** Task item **
Read the listing and extract each line that includes the word "number".

** Data to process **

= = = =

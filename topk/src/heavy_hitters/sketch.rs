// Licensed to the Apache Software Foundation (ASF) under one
// or more contributor license agreements.  See the NOTICE file
// distributed with this work for additional information
// regarding copyright ownership.  The ASF licenses this file
// to you under the Apache License, Version 2.0 (the
// "License"); you may not use this file except in compliance
// with the License.  You may obtain a copy of the License at
//
//   http://www.apache.org/licenses/LICENSE-2.0
//
// Unless required by applicable law or agreed to in writing,
// software distributed under the License is distributed on an
// "AS IS" BASIS, WITHOUT WARRANTIES OR CONDITIONS OF ANY
// KIND, either express or implied.  See the License for the
// specific language governing permissions and limitations
// under the License.

//! Filtered Space-Saving sketch implementation.

use std::cmp::Ordering;
use std::collections::HashMap;

use crate::error::Error;
use crate::heavy_hitters::monitored_set::MonitoredSet;
use crate::heavy_hitters::overflow_filter::OverflowFilter;

/// An estimate for a single key.
///
/// The true cumulative weight of the key lies in `[lower_bound(), upper_bound()]`,
/// that is `count() - error() <= true weight <= count()`.
#[derive(Debug, Clone, PartialEq, Eq, Hash)]
pub struct Element {
    pub(super) key: Vec<u8>,
    pub(super) count: u64,
    pub(super) error: u64,
}

impl Element {
    pub(crate) fn new(key: Vec<u8>, count: u64, error: u64) -> Self {
        Self { key, count, error }
    }

    /// Returns the key.
    pub fn key(&self) -> &[u8] {
        &self.key
    }

    /// Returns the estimated cumulative weight.
    pub fn count(&self) -> u64 {
        self.count
    }

    /// Returns the maximum overcount of [`count`](Self::count).
    pub fn error(&self) -> u64 {
        self.error
    }

    /// Returns the guaranteed minimum weight, `count - error`.
    pub fn lower_bound(&self) -> u64 {
        self.count.saturating_sub(self.error)
    }

    /// Returns the maximum possible weight. Same as [`count`](Self::count).
    pub fn upper_bound(&self) -> u64 {
        self.count
    }
}

/// Count descending, then key ascending.
fn by_count_descending(a: &Element, b: &Element) -> Ordering {
    b.count.cmp(&a.count).then_with(|| a.key.cmp(&b.key))
}

/// Filtered Space-Saving sketch for the top-k heaviest keys of a weighted stream.
///
/// The sketch monitors `target_size * over_provision_factor` keys individually and
/// keeps a filter of `capacity * filter_multiplier` shared counters for everything
/// else. A key only displaces the lightest monitored key once its filter estimate
/// plus the new weight reaches that key's count.
///
/// # Examples
///
/// ```
/// use topk::heavy_hitters::TopKSketch;
///
/// let mut sketch = TopKSketch::new(10);
/// sketch.insert("a", 5);
/// sketch.insert("b", 3);
/// sketch.insert("c", 7);
///
/// let top = sketch.keys();
/// assert_eq!(top[0].key(), b"c");
/// assert_eq!(sketch.estimate("a").count(), 5);
/// assert_eq!(sketch.count(), 15);
/// ```
#[derive(Debug, Clone, PartialEq, Eq)]
pub struct TopKSketch {
    pub(super) target_size: usize,
    pub(super) over_provision_factor: u8,
    pub(super) filter_multiplier: u8,
    pub(super) total_weight: u64,
    pub(super) monitored: MonitoredSet,
    pub(super) filter: OverflowFilter,
}

impl TopKSketch {
    /// Default ratio of monitored elements to `target_size`.
    pub const OVER_PROVISION_FACTOR: u8 = 6;
    /// Default ratio of filter counters to monitored elements.
    pub const FILTER_MULTIPLIER: u8 = 6;

    /// Creates a sketch reporting the top `target_size` keys with default tuning.
    ///
    /// # Panics
    ///
    /// Panics if `target_size` is zero or the filter would not be addressable.
    /// Use [`try_new`](Self::try_new) to get an error instead.
    pub fn new(target_size: usize) -> Self {
        match Self::try_new(target_size) {
            Ok(sketch) => sketch,
            Err(err) => panic!("{}", err.message()),
        }
    }

    /// Creates a sketch reporting the top `target_size` keys with default tuning.
    pub fn try_new(target_size: usize) -> Result<Self, Error> {
        TopKSketchBuilder::new(target_size).build()
    }

    /// Returns a builder for a sketch with custom tuning.
    ///
    /// # Examples
    ///
    /// ```
    /// use topk::heavy_hitters::TopKSketch;
    ///
    /// let sketch = TopKSketch::builder(20)
    ///     .over_provision_factor(4)
    ///     .filter_multiplier(8)
    ///     .build()
    ///     .unwrap();
    /// assert_eq!(sketch.capacity(), 80);
    /// assert_eq!(sketch.filter_len(), 640);
    /// ```
    pub fn builder(target_size: usize) -> TopKSketchBuilder {
        TopKSketchBuilder::new(target_size)
    }

    /// Returns the number of keys reported by [`keys`](Self::keys).
    pub fn target_size(&self) -> usize {
        self.target_size
    }

    /// Returns the maximum number of individually monitored keys.
    pub fn capacity(&self) -> usize {
        self.monitored.capacity()
    }

    /// Returns the number of overflow filter counters.
    pub fn filter_len(&self) -> usize {
        self.filter.len()
    }

    /// Returns the configured over-provision factor.
    pub fn over_provision_factor(&self) -> u8 {
        self.over_provision_factor
    }

    /// Returns the configured filter multiplier.
    pub fn filter_multiplier(&self) -> u8 {
        self.filter_multiplier
    }

    /// Returns the number of keys currently monitored.
    pub fn num_monitored(&self) -> usize {
        self.monitored.len()
    }

    /// Returns the total weight inserted since creation or the last [`clear`](Self::clear).
    pub fn count(&self) -> u64 {
        self.total_weight
    }

    /// Returns true if no weight has been inserted.
    pub fn is_empty(&self) -> bool {
        self.total_weight == 0
    }

    /// Inserts `key` with a weight of one.
    pub fn update(&mut self, key: impl AsRef<[u8]>) -> Element {
        self.insert(key, 1)
    }

    /// Inserts `key` with the given weight and returns its updated estimate.
    ///
    /// Counts and the total weight saturate at `u64::MAX`.
    ///
    /// # Panics
    ///
    /// Panics if `weight` is zero.
    pub fn insert(&mut self, key: impl AsRef<[u8]>, weight: u64) -> Element {
        assert!(weight > 0, "weight must be positive");
        let key = key.as_ref();
        self.total_weight = self.total_weight.saturating_add(weight);

        if let Some(slot) = self.monitored.contains(key) {
            return self.monitored.increment(slot, weight);
        }

        if !self.monitored.is_full() {
            let element = Element::new(key.to_vec(), weight, 0);
            self.monitored.push(element.clone());
            return element;
        }

        let bucket = self.filter.bucket(key);
        let filter_estimate = self.filter.get(bucket);
        let min_count = self.monitored.min().map_or(0, Element::count);
        let element = Element::new(
            key.to_vec(),
            filter_estimate.saturating_add(weight),
            filter_estimate,
        );

        if element.count < min_count {
            self.filter.add(bucket, weight);
            return element;
        }

        let evicted = self.monitored.replace_min(element.clone());
        self.bank(&evicted);
        tracing::trace!(
            target: "topk",
            evicted_count = evicted.count,
            filter_estimate,
            weight,
            "evicted minimum monitored key"
        );
        element
    }

    /// Returns the current estimate for `key`.
    ///
    /// Monitored keys report their own count and error. Other keys report the value
    /// of their filter bucket as both count and error, so their weight may be
    /// anywhere between zero and that value.
    pub fn estimate(&self, key: impl AsRef<[u8]>) -> Element {
        let key = key.as_ref();
        if let Some(slot) = self.monitored.contains(key) {
            return self.monitored.get(slot).clone();
        }
        let count = self.filter.get(self.filter.bucket(key));
        Element::new(key.to_vec(), count, count)
    }

    /// Returns the top `target_size` monitored keys.
    ///
    /// Sorted by count descending, ties broken by key ascending.
    pub fn keys(&self) -> Vec<Element> {
        let mut elements = self.monitored.snapshot();
        elements.sort_by(by_count_descending);
        elements.truncate(self.target_size);
        elements
    }

    /// Merges `other` into this sketch.
    ///
    /// Keys monitored by both sketches sum their counts and errors. A key monitored by
    /// only one sketch adds the other sketch's filter bucket to its count and error.
    /// The combined estimates are ranked and the best `capacity` of them become the
    /// new monitored set; the filters are summed bucket by bucket.
    ///
    /// # Errors
    ///
    /// Returns [`ErrorKind::IncompatibleMerge`](crate::error::ErrorKind::IncompatibleMerge)
    /// if the sketches differ in target size or tuning.
    ///
    /// # Examples
    ///
    /// ```
    /// use topk::heavy_hitters::TopKSketch;
    ///
    /// let mut left = TopKSketch::new(5);
    /// let mut right = TopKSketch::new(5);
    /// left.insert("a", 3);
    /// right.insert("a", 4);
    /// right.insert("b", 1);
    ///
    /// left.merge(&right).unwrap();
    /// assert_eq!(left.estimate("a").count(), 7);
    /// assert_eq!(left.count(), 8);
    /// ```
    pub fn merge(&mut self, other: &TopKSketch) -> Result<(), Error> {
        if self.target_size != other.target_size {
            return Err(Error::incompatible_merge(
                "target size",
                self.target_size,
                other.target_size,
            ));
        }
        if self.over_provision_factor != other.over_provision_factor
            || self.filter_multiplier != other.filter_multiplier
        {
            return Err(Error::incompatible_merge(
                "tuning",
                format!("{}x{}", self.over_provision_factor, self.filter_multiplier),
                format!("{}x{}", other.over_provision_factor, other.filter_multiplier),
            ));
        }

        let mut combined: HashMap<&[u8], Element> =
            HashMap::with_capacity(self.monitored.len() + other.monitored.len());
        for element in self.monitored.elements() {
            let mut merged = element.clone();
            match other.monitored.contains(&element.key) {
                Some(slot) => {
                    let theirs = other.monitored.get(slot);
                    merged.count = merged.count.saturating_add(theirs.count);
                    merged.error = merged.error.saturating_add(theirs.error);
                }
                None => {
                    let theirs = other.filter.get(other.filter.bucket(&element.key));
                    merged.count = merged.count.saturating_add(theirs);
                    merged.error = merged.error.saturating_add(theirs);
                }
            }
            combined.insert(&element.key, merged);
        }
        for element in other.monitored.elements() {
            if self.monitored.contains(&element.key).is_some() {
                continue;
            }
            let ours = self.filter.get(self.filter.bucket(&element.key));
            let mut merged = element.clone();
            merged.count = merged.count.saturating_add(ours);
            merged.error = merged.error.saturating_add(ours);
            combined.insert(&element.key, merged);
        }

        let mut elements: Vec<Element> = combined.into_values().collect();
        elements.sort_by(by_count_descending);
        let capacity = self.monitored.capacity();
        let dropped = if elements.len() > capacity {
            elements.split_off(capacity)
        } else {
            Vec::new()
        };

        let mut monitored = MonitoredSet::new(capacity);
        for element in elements {
            monitored.push(element);
        }

        self.filter.merge(&other.filter)?;
        // Keys that fell out of the monitored set keep their combined count as a floor.
        for element in &dropped {
            self.bank(element);
        }
        self.monitored = monitored;
        self.total_weight = self.total_weight.saturating_add(other.total_weight);
        tracing::debug!(
            target: "topk",
            monitored = self.monitored.len(),
            total_weight = self.total_weight,
            "merged sketches"
        );
        Ok(())
    }

    /// Resets the sketch to its freshly created state, keeping its configuration.
    pub fn clear(&mut self) {
        self.monitored.clear();
        self.filter.clear();
        self.total_weight = 0;
    }

    /// Records the last known count of a key leaving the monitored set in its filter
    /// bucket. A bucket never decreases.
    fn bank(&mut self, element: &Element) {
        let bucket = self.filter.bucket(&element.key);
        let banked = self.filter.get(bucket).max(element.count);
        self.filter.set(bucket, banked);
    }
}

/// Builder for [`TopKSketch`] instances with custom tuning.
#[derive(Debug, Clone)]
pub struct TopKSketchBuilder {
    target_size: usize,
    over_provision_factor: u8,
    filter_multiplier: u8,
}

impl TopKSketchBuilder {
    /// Starts a builder for a sketch reporting the top `target_size` keys.
    pub fn new(target_size: usize) -> Self {
        Self {
            target_size,
            over_provision_factor: TopKSketch::OVER_PROVISION_FACTOR,
            filter_multiplier: TopKSketch::FILTER_MULTIPLIER,
        }
    }

    /// Sets how many keys are monitored per reported key.
    pub fn over_provision_factor(mut self, factor: u8) -> Self {
        self.over_provision_factor = factor;
        self
    }

    /// Sets how many filter counters are allocated per monitored key.
    pub fn filter_multiplier(mut self, multiplier: u8) -> Self {
        self.filter_multiplier = multiplier;
        self
    }

    /// Builds the sketch.
    ///
    /// # Errors
    ///
    /// Returns [`ErrorKind::ConfigInvalid`](crate::error::ErrorKind::ConfigInvalid) if any
    /// parameter is zero or the filter length does not fit in a `u32`.
    pub fn build(self) -> Result<TopKSketch, Error> {
        if self.target_size == 0 {
            return Err(Error::config_invalid("target_size must be positive"));
        }
        if self.over_provision_factor == 0 {
            return Err(Error::config_invalid(
                "over_provision_factor must be positive",
            ));
        }
        if self.filter_multiplier == 0 {
            return Err(Error::config_invalid("filter_multiplier must be positive"));
        }
        let filter_len = self
            .target_size
            .checked_mul(self.over_provision_factor as usize)
            .and_then(|capacity| capacity.checked_mul(self.filter_multiplier as usize))
            .filter(|&len| len <= u32::MAX as usize)
            .ok_or_else(|| {
                Error::config_invalid("filter length exceeds u32::MAX")
                    .with_context("target_size", self.target_size)
            })?;
        let capacity = self.target_size * self.over_provision_factor as usize;

        Ok(TopKSketch {
            target_size: self.target_size,
            over_provision_factor: self.over_provision_factor,
            filter_multiplier: self.filter_multiplier,
            total_weight: 0,
            monitored: MonitoredSet::new(capacity),
            filter: OverflowFilter::new(filter_len),
        })
    }
}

= = = =

** Finished exercise **
    /// Returns the number of keys reported by [`keys`](Self::keys).
    /// Returns the maximum number of individually monitored keys.
    /// Returns the number of overflow filter counters.
    /// Returns the number of keys currently monitored.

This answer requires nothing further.